To Wander the Orange Night as a Naked, Madman Vigilante

I traveled back in time to a hallucinatory and romanticized version of my first few weeks at Tufts, with the specific purpose, a la Back to the Future or the odd flashback jaunt in Final Fantasy VII (which I had been playing the night before), of averting some historical disaster.

Tufts was orange and twilit, its streets packed full of visiting parents, roaming bands of debaucherous freshmen, and greek organization talent scouts. The shrubberies were perfectly groomed, the imported flowers were blooming merrily in the dark, and there were a lot of glass-walled lounges strewn about everywhere that do not actually exist. Also, it later became apparent that an entire section of the Medford side of campus (and part of Medford) had been demolished by a widespread and disastrous fire. As you drove past you could see the old people whose houses they had been picking through the wreckage salvaging what they could. On the other side of the street, the Tufts Side, the dwellers in Tilton and Bush Halls were partying in the ruins in mad post-apocalyptic style.

Diana and I wandered about, taking in the sights, and performing whatever mundane tasks for which our presence was necessary but minimally important(again, as in Final Fantasy). We visited her dark and purple-lit dorm room to collect her fencing equipment, during which jaunt I gushed to her about how amazing it was to find Tufts so vibrant and new—how it made me feel vibrant and new as well—a return to innocence, maybe. This wasn’t how it had really been; I knew that. But I thought it was simply the exuberation of hindsight that brought about the change. Which I suppose in one sense it was.

We stopped in at one of the glass-walled lounges, sat in couches upholstered in dark blue and discussed our ‘future’ with those we happened to meet: Erin, and Paul from Omaha of all people, who I knew just as well as he did hadn’t gone to Tufts. But that didn’t seem to bother him. He asked me if I was excited for the Phish new years’ show, which suggested to me that this must be 1999. I wanted to tell him about it—that it would be the best show I had ever seen and would ever see. But that was incongruous with the timeline, and I didn’t want to fuck with the continuum.

With plastic fencing foils, Erin and I dueled our way around the lounge, dodging the bewildered and annoyed parents. We kept pretty even—the score was four hits to five when we quit.

In the demolished area around Tilton, there had been some kind of tear in the fabric of space-time that allowed the young, vibrant tufts to interact with the doomed, bleak-future version, and which had as a side effect created a bubble of reduced gravity. The drunken freshmen were taking full advantage of this, led by Ara Yarian. Out of curiosity, I joined them for a time, bouncing moon-gravity-style through the torn out walls, sitting perched atop shattered furniture, drinking shitty beer. Ara did not recognize me, as if he were just some kid I had not yet met at Tufts (a la Aidan, for example).

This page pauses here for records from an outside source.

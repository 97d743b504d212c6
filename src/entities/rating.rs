// ABOUTME: Rating entity storing one score per (user, movie) pair
// ABOUTME: Scores run from 0 to 5 in half steps; uniqueness is enforced by the schema

use sea_orm::entity::prelude::*;
use serde::{Deserialize, Serialize};

#[derive(Clone, Debug, PartialEq, DeriveEntityModel, Serialize, Deserialize)]
#[sea_orm(table_name = "ratings")]
pub struct Model {
    #[sea_orm(primary_key)]
    pub id: i32,
    pub user_id: i32,
    pub movie_id: i32,
    pub score: f64,
}

#[derive(Copy, Clone, Debug, EnumIter, DeriveRelation)]
pub enum Relation {
    #[sea_orm(
        belongs_to = "super::user::Entity",
        from = "Column::UserId",
        to = "super::user::Column::Id"
    )]
    User,
    #[sea_orm(
        belongs_to = "super::movie::Entity",
        from = "Column::MovieId",
        to = "super::movie::Column::Id"
    )]
    Movie,
}

impl Related<super::user::Entity> for Entity {
    fn to() -> RelationDef {
        Relation::User.def()
    }
}

impl Related<super::movie::Entity> for Entity {
    fn to() -> RelationDef {
        Relation::Movie.def()
    }
}

impl ActiveModelBehavior for ActiveModel {}
// ABOUTME: Type definitions for API requests, responses, and validated domain inputs
// ABOUTME: Request validation collects every violation before rejecting a payload

use serde::{Deserialize, Serialize};

use crate::entities::{rating, user};
use crate::error::{AppError, Result};

// Profile and account types
#[derive(Debug, Clone, PartialEq, Serialize, Deserialize)]
#[serde(rename_all = "camelCase")]
pub struct UserProfile {
    pub id: i32,
    pub username: String,
    pub first_name: String,
    pub last_name: String,
    pub email: String,
    pub profile_image: Option<String>,
    pub is_admin: bool,
}

impl From<user::Model> for UserProfile {
    fn from(model: user::Model) -> Self {
        Self {
            id: model.id,
            username: model.username,
            first_name: model.first_name,
            last_name: model.last_name,
            email: model.email,
            profile_image: model.profile_image,
            is_admin: model.is_admin,
        }
    }
}

/// A validated account ready to be stored.
#[derive(Debug, Clone)]
pub struct NewUser {
    pub username: String,
    pub password: String,
    pub first_name: String,
    pub last_name: String,
    pub email: String,
    pub profile_image: Option<String>,
    pub is_admin: bool,
}

/// Self-service profile changes. Only fields that are `Some` are written.
#[derive(Debug, Clone, Default)]
pub struct UserChanges {
    pub first_name: Option<String>,
    pub last_name: Option<String>,
    pub email: Option<String>,
    pub profile_image: Option<String>,
    pub password: Option<String>,
}

impl UserChanges {
    pub fn is_empty(&self) -> bool {
        self.first_name.is_none()
            && self.last_name.is_none()
            && self.email.is_none()
            && self.profile_image.is_none()
            && self.password.is_none()
    }
}

#[derive(Debug, Deserialize)]
#[serde(rename_all = "camelCase")]
pub struct RegisterRequest {
    pub username: Option<String>,
    pub password: Option<String>,
    pub first_name: Option<String>,
    pub last_name: Option<String>,
    pub email: Option<String>,
    pub profile_image: Option<String>,
}

impl RegisterRequest {
    /// Public sign-up never grants admin rights.
    pub fn validate(self) -> Result<NewUser> {
        let mut errors = Vec::new();
        let username = required_len(&mut errors, "username", self.username, 1, 30);
        let password = required_len(&mut errors, "password", self.password, 5, 20);
        let first_name = required_len(&mut errors, "firstName", self.first_name, 1, 30);
        let last_name = required_len(&mut errors, "lastName", self.last_name, 1, 30);
        let email = required_email(&mut errors, self.email);
        check_profile_image(&mut errors, self.profile_image.as_deref());
        finish(errors)?;

        Ok(NewUser {
            username,
            password,
            first_name,
            last_name,
            email,
            profile_image: self.profile_image,
            is_admin: false,
        })
    }
}

/// Admin-only account creation; may create other admins.
#[derive(Debug, Deserialize)]
#[serde(rename_all = "camelCase")]
pub struct NewUserRequest {
    #[serde(flatten)]
    pub account: RegisterRequest,
    pub is_admin: Option<bool>,
}

impl NewUserRequest {
    pub fn validate(self) -> Result<NewUser> {
        let is_admin = self.is_admin.unwrap_or(false);
        let mut new_user = self.account.validate()?;
        new_user.is_admin = is_admin;
        Ok(new_user)
    }
}

#[derive(Debug, Deserialize)]
pub struct LoginRequest {
    pub username: Option<String>,
    pub password: Option<String>,
}

impl LoginRequest {
    pub fn validate(self) -> Result<(String, String)> {
        let mut errors = Vec::new();
        let username = required_len(&mut errors, "username", self.username, 1, 30);
        let password = required_len(&mut errors, "password", self.password, 1, 100);
        finish(errors)?;
        Ok((username, password))
    }
}

#[derive(Debug, Default, Deserialize)]
#[serde(rename_all = "camelCase")]
pub struct UpdateUserRequest {
    pub first_name: Option<String>,
    pub last_name: Option<String>,
    pub email: Option<String>,
    pub profile_image: Option<String>,
    pub password: Option<String>,
    /// Accepted so existing clients keep working, but never applied.
    pub is_admin: Option<bool>,
}

impl UpdateUserRequest {
    pub fn validate(self) -> Result<UserChanges> {
        if self.is_admin.is_none()
            && self.first_name.is_none()
            && self.last_name.is_none()
            && self.email.is_none()
            && self.profile_image.is_none()
            && self.password.is_none()
        {
            return Err(AppError::BadRequest("No data".to_string()));
        }

        let mut errors = Vec::new();
        if let Some(value) = &self.first_name {
            check_len(&mut errors, "firstName", value, 1, 30);
        }
        if let Some(value) = &self.last_name {
            check_len(&mut errors, "lastName", value, 1, 30);
        }
        if let Some(value) = &self.email {
            check_email(&mut errors, value);
        }
        if let Some(value) = &self.password {
            check_len(&mut errors, "password", value, 5, 20);
        }
        check_profile_image(&mut errors, self.profile_image.as_deref());
        finish(errors)?;

        if self.is_admin.is_some() {
            tracing::debug!("Ignoring isAdmin in partial user update");
        }

        Ok(UserChanges {
            first_name: self.first_name,
            last_name: self.last_name,
            email: self.email,
            profile_image: self.profile_image,
            password: self.password,
        })
    }
}

// Favorite and rating types
#[derive(Debug, Deserialize)]
#[serde(rename_all = "camelCase")]
pub struct FavoriteRequest {
    pub movie_id: Option<i32>,
}

impl FavoriteRequest {
    pub fn validate(self) -> Result<i32> {
        let mut errors = Vec::new();
        let movie_id = required_movie_id(&mut errors, self.movie_id);
        finish(errors)?;
        Ok(movie_id)
    }
}

#[derive(Debug, Deserialize)]
#[serde(rename_all = "camelCase")]
pub struct MovieIdQuery {
    pub movie_id: Option<i32>,
}

impl MovieIdQuery {
    pub fn validate(self) -> Result<i32> {
        let mut errors = Vec::new();
        let movie_id = required_movie_id(&mut errors, self.movie_id);
        finish(errors)?;
        Ok(movie_id)
    }
}

#[derive(Debug, Deserialize)]
pub struct MovieSearchQuery {
    pub query: Option<String>,
}

/// A validated rating for one (user, movie) pair; `movie_id` is the catalog id.
#[derive(Debug, Clone, PartialEq)]
pub struct NewRating {
    pub user_id: i32,
    pub movie_id: i32,
    pub rating: f64,
}

#[derive(Debug, Deserialize)]
#[serde(rename_all = "camelCase")]
pub struct NewRatingRequest {
    pub user_id: Option<i32>,
    pub movie_id: Option<i32>,
    pub rating: Option<f64>,
}

impl NewRatingRequest {
    pub fn validate(self) -> Result<NewRating> {
        let mut errors = Vec::new();
        let user_id = match self.user_id {
            Some(id) if id > 0 => id,
            Some(_) => {
                errors.push("userId must be a positive integer".to_string());
                0
            }
            None => {
                errors.push("userId is required".to_string());
                0
            }
        };
        let movie_id = required_movie_id(&mut errors, self.movie_id);
        let rating = required_score(&mut errors, self.rating);
        finish(errors)?;

        Ok(NewRating {
            user_id,
            movie_id,
            rating,
        })
    }
}

#[derive(Debug, Deserialize)]
#[serde(rename_all = "camelCase")]
pub struct RatingUpdateRequest {
    pub movie_id: Option<i32>,
    pub rating: Option<f64>,
}

impl RatingUpdateRequest {
    pub fn validate(self) -> Result<(i32, f64)> {
        let mut errors = Vec::new();
        let movie_id = required_movie_id(&mut errors, self.movie_id);
        let rating = required_score(&mut errors, self.rating);
        finish(errors)?;
        Ok((movie_id, rating))
    }
}

/// Rating as returned to clients; `movie_id` is the external catalog id.
#[derive(Debug, Clone, PartialEq, Serialize, Deserialize)]
#[serde(rename_all = "camelCase")]
pub struct RatingView {
    pub id: i32,
    pub user_id: i32,
    pub movie_id: i32,
    pub rating: f64,
}

impl RatingView {
    pub fn new(model: rating::Model, external_id: i32) -> Self {
        Self {
            id: model.id,
            user_id: model.user_id,
            movie_id: external_id,
            rating: model.score,
        }
    }
}

#[derive(Debug, Clone, Copy, PartialEq, Eq, Serialize, Deserialize)]
#[serde(rename_all = "camelCase")]
pub struct FavoriteStatus {
    pub is_favorite: bool,
}

#[derive(Debug, Serialize, Deserialize)]
pub struct TokenResponse {
    pub token: String,
}

#[derive(Debug, Serialize)]
pub struct UserWithToken {
    pub user: UserProfile,
    pub token: String,
}

// Validation helpers
fn finish(errors: Vec<String>) -> Result<()> {
    if errors.is_empty() {
        Ok(())
    } else {
        Err(AppError::Validation(errors))
    }
}

fn required_len(
    errors: &mut Vec<String>,
    field: &str,
    value: Option<String>,
    min: usize,
    max: usize,
) -> String {
    match value {
        Some(value) => {
            check_len(errors, field, &value, min, max);
            value
        }
        None => {
            errors.push(format!("{} is required", field));
            String::new()
        }
    }
}

fn check_len(errors: &mut Vec<String>, field: &str, value: &str, min: usize, max: usize) {
    let len = value.chars().count();
    if len < min || len > max {
        errors.push(format!("{} must be {} to {} characters", field, min, max));
    }
}

fn required_email(errors: &mut Vec<String>, value: Option<String>) -> String {
    match value {
        Some(value) => {
            check_email(errors, &value);
            value
        }
        None => {
            errors.push("email is required".to_string());
            String::new()
        }
    }
}

fn check_email(errors: &mut Vec<String>, value: &str) {
    let len = value.chars().count();
    let well_formed = match value.split_once('@') {
        Some((local, domain)) => {
            !local.is_empty()
                && domain.contains('.')
                && !domain.starts_with('.')
                && !domain.ends_with('.')
                && !value.contains(char::is_whitespace)
        }
        None => false,
    };
    if !(6..=60).contains(&len) || !well_formed {
        errors.push("email must be a valid address of 6 to 60 characters".to_string());
    }
}

fn check_profile_image(errors: &mut Vec<String>, value: Option<&str>) {
    if let Some(value) = value {
        if value.chars().count() > 255 {
            errors.push("profileImage must be at most 255 characters".to_string());
        }
    }
}

fn required_movie_id(errors: &mut Vec<String>, value: Option<i32>) -> i32 {
    match value {
        Some(id) if id > 0 => id,
        Some(_) => {
            errors.push("movieId must be a positive integer".to_string());
            0
        }
        None => {
            errors.push("movieId is required".to_string());
            0
        }
    }
}

fn required_score(errors: &mut Vec<String>, value: Option<f64>) -> f64 {
    match value {
        Some(score) if (0.0..=5.0).contains(&score) && (score * 2.0).fract() == 0.0 => score,
        Some(_) => {
            errors.push("rating must be between 0 and 5 in steps of 0.5".to_string());
            0.0
        }
        None => {
            errors.push("rating is required".to_string());
            0.0
        }
    }
}
// ABOUTME: Runtime configuration loaded from environment variables with logged defaults
// ABOUTME: Covers the listener, database, token signing, password work factor, and catalog client

use anyhow::{anyhow, Result};
use std::{env, fmt::Display, str::FromStr, time::Duration};
use tracing::{info, warn};

const DEV_SECRET: &str = "secret-dev";

#[derive(Debug, Clone)]
pub struct Config {
    pub host: String,
    pub port: u16,
    pub database_url: String,
    pub secret_key: String,
    pub token_ttl_secs: i64,
    pub argon2_memory_kib: u32,
    pub argon2_iterations: u32,
    pub catalog_base_url: String,
    pub catalog_api_key: String,
    pub catalog_timeout: Duration,
}

impl Config {
    pub fn from_env() -> Result<Self> {
        Self::from_lookup(|key| env::var(key).ok())
    }

    fn from_lookup(lookup: impl Fn(&str) -> Option<String>) -> Result<Self> {
        let secret_key = lookup("SECRET_KEY").unwrap_or_else(|| {
            warn!("SECRET_KEY not set, using the development secret");
            DEV_SECRET.to_string()
        });

        let catalog_api_key = lookup("CATALOG_API_KEY").unwrap_or_else(|| {
            warn!("CATALOG_API_KEY not set, movie catalog requests will be rejected upstream");
            String::new()
        });

        Ok(Self {
            host: try_load(&lookup, "HOST", "0.0.0.0")?,
            port: try_load(&lookup, "PORT", "3001")?,
            database_url: try_load(&lookup, "DATABASE_URL", "sqlite:reelmark.db?mode=rwc")?,
            secret_key,
            token_ttl_secs: try_load(&lookup, "TOKEN_TTL_SECS", "86400")?,
            argon2_memory_kib: try_load(&lookup, "ARGON2_MEMORY_KIB", "19456")?,
            argon2_iterations: try_load(&lookup, "ARGON2_ITERATIONS", "2")?,
            catalog_base_url: try_load(&lookup, "CATALOG_BASE_URL", "https://api.themoviedb.org/3")?,
            catalog_api_key,
            catalog_timeout: Duration::from_secs(try_load(&lookup, "CATALOG_TIMEOUT_SECS", "10")?),
        })
    }

    pub fn bind_address(&self) -> String {
        format!("{}:{}", self.host, self.port)
    }
}

fn try_load<T: FromStr>(
    lookup: &impl Fn(&str) -> Option<String>,
    key: &str,
    default: &str,
) -> Result<T>
where
    T::Err: Display,
{
    let raw = lookup(key).unwrap_or_else(|| {
        info!("{key} not set, using default: {default}");
        default.to_string()
    });

    raw.parse()
        .map_err(|e| anyhow!("Invalid {key} value {raw:?}: {e}"))
}
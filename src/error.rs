// ABOUTME: Centralized error handling for storage, auth, validation, and catalog failures
// ABOUTME: Maps every failure onto a status code without exposing sensitive details to clients

use axum::{
    extract::rejection::{JsonRejection, PathRejection, QueryRejection},
    http::StatusCode,
    response::{IntoResponse, Response},
    Json,
};
use serde_json::{json, Value};
use std::fmt;

#[derive(Debug)]
pub enum AppError {
    Database(sea_orm::DbErr),
    Unauthorized(String),
    NotFound(String),
    BadRequest(String),
    Validation(Vec<String>),
    Catalog(String),
    Internal(String),
}

impl fmt::Display for AppError {
    fn fmt(&self, f: &mut fmt::Formatter<'_>) -> fmt::Result {
        match self {
            AppError::Database(err) => write!(f, "Database error: {}", err),
            AppError::Unauthorized(msg) => write!(f, "Unauthorized: {}", msg),
            AppError::NotFound(msg) => write!(f, "Not found: {}", msg),
            AppError::BadRequest(msg) => write!(f, "Bad request: {}", msg),
            AppError::Validation(msgs) => write!(f, "Validation failed: {}", msgs.join("; ")),
            AppError::Catalog(msg) => write!(f, "Movie catalog error: {}", msg),
            AppError::Internal(msg) => write!(f, "Internal error: {}", msg),
        }
    }
}

impl std::error::Error for AppError {}

impl AppError {
    pub fn status(&self) -> StatusCode {
        match self {
            AppError::BadRequest(_) | AppError::Validation(_) => StatusCode::BAD_REQUEST,
            AppError::Unauthorized(_) => StatusCode::UNAUTHORIZED,
            AppError::NotFound(_) => StatusCode::NOT_FOUND,
            AppError::Database(_) | AppError::Catalog(_) | AppError::Internal(_) => {
                StatusCode::INTERNAL_SERVER_ERROR
            }
        }
    }
}

impl IntoResponse for AppError {
    fn into_response(self) -> Response {
        let status = self.status();
        let error: Value = match &self {
            AppError::Database(_) => {
                tracing::error!("Database error: {}", self);
                json!("Database operation failed")
            }
            AppError::Unauthorized(msg) => {
                // The cause stays in the log so callers cannot tell a missing
                // account from a wrong password.
                tracing::warn!("Unauthorized access: {}", msg);
                json!("Unauthorized")
            }
            AppError::NotFound(msg) => {
                tracing::info!("Resource not found: {}", msg);
                json!(msg)
            }
            AppError::BadRequest(msg) => {
                tracing::warn!("Bad request: {}", msg);
                json!(msg)
            }
            AppError::Validation(msgs) => {
                tracing::warn!("Validation failed: {:?}", msgs);
                json!(msgs)
            }
            AppError::Catalog(_) => {
                tracing::error!("{}", self);
                json!("Movie catalog request failed")
            }
            AppError::Internal(_) => {
                tracing::error!("Internal error: {}", self);
                json!("Internal server error")
            }
        };

        let body = Json(json!({
            "error": error,
            "status": status.as_u16()
        }));

        (status, body).into_response()
    }
}

// Conversion implementations
impl From<sea_orm::DbErr> for AppError {
    fn from(err: sea_orm::DbErr) -> Self {
        AppError::Database(err)
    }
}

impl From<anyhow::Error> for AppError {
    fn from(err: anyhow::Error) -> Self {
        AppError::Internal(err.to_string())
    }
}

impl From<reqwest::Error> for AppError {
    fn from(err: reqwest::Error) -> Self {
        if err.is_timeout() {
            AppError::Catalog(format!("request timed out: {}", err))
        } else {
            AppError::Catalog(err.to_string())
        }
    }
}

impl From<jsonwebtoken::errors::Error> for AppError {
    fn from(err: jsonwebtoken::errors::Error) -> Self {
        AppError::Unauthorized(format!("Invalid token: {}", err))
    }
}

impl From<JsonRejection> for AppError {
    fn from(rejection: JsonRejection) -> Self {
        AppError::BadRequest(rejection.body_text())
    }
}

impl From<QueryRejection> for AppError {
    fn from(rejection: QueryRejection) -> Self {
        AppError::BadRequest(rejection.body_text())
    }
}

impl From<PathRejection> for AppError {
    fn from(rejection: PathRejection) -> Self {
        AppError::BadRequest(rejection.body_text())
    }
}

impl From<tokio::task::JoinError> for AppError {
    fn from(err: tokio::task::JoinError) -> Self {
        AppError::Internal(format!("Background task failed: {}", err))
    }
}

pub type Result<T> = std::result::Result<T, AppError>;
// ABOUTME: Movie reference entity mapping an external catalog id to a local surrogate key
// ABOUTME: Rows are created lazily the first time a movie is favorited or rated

use sea_orm::entity::prelude::*;
use serde::{Deserialize, Serialize};

#[derive(Clone, Debug, PartialEq, Eq, DeriveEntityModel, Serialize, Deserialize)]
#[sea_orm(table_name = "movies")]
pub struct Model {
    #[sea_orm(primary_key)]
    pub id: i32,
    #[sea_orm(unique)]
    pub external_id: i32,
}

#[derive(Copy, Clone, Debug, EnumIter, DeriveRelation)]
pub enum Relation {
    #[sea_orm(has_many = "super::favorite::Entity")]
    Favorites,
    #[sea_orm(has_many = "super::rating::Entity")]
    Ratings,
}

impl Related<super::favorite::Entity> for Entity {
    fn to() -> RelationDef {
        Relation::Favorites.def()
    }
}

impl Related<super::rating::Entity> for Entity {
    fn to() -> RelationDef {
        Relation::Ratings.def()
    }
}

impl ActiveModelBehavior for ActiveModel {}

I spent the last part of the dream rummaging through my cluttered garage (which somehow had been transported into the post-apocalyptic micro-g zone) in search of the props I would need to wander the orange night as a naked, madman vigilante. My dad would occasionally come out and yell at me to go to bed. I ignored him. I had collected a tiny, nipple-slung flashlight and a leather satchel which I can only assume had my camera in it, and was in the act of selecting a suitable wooden cudgel from among my arsenal when the alarm awoke me.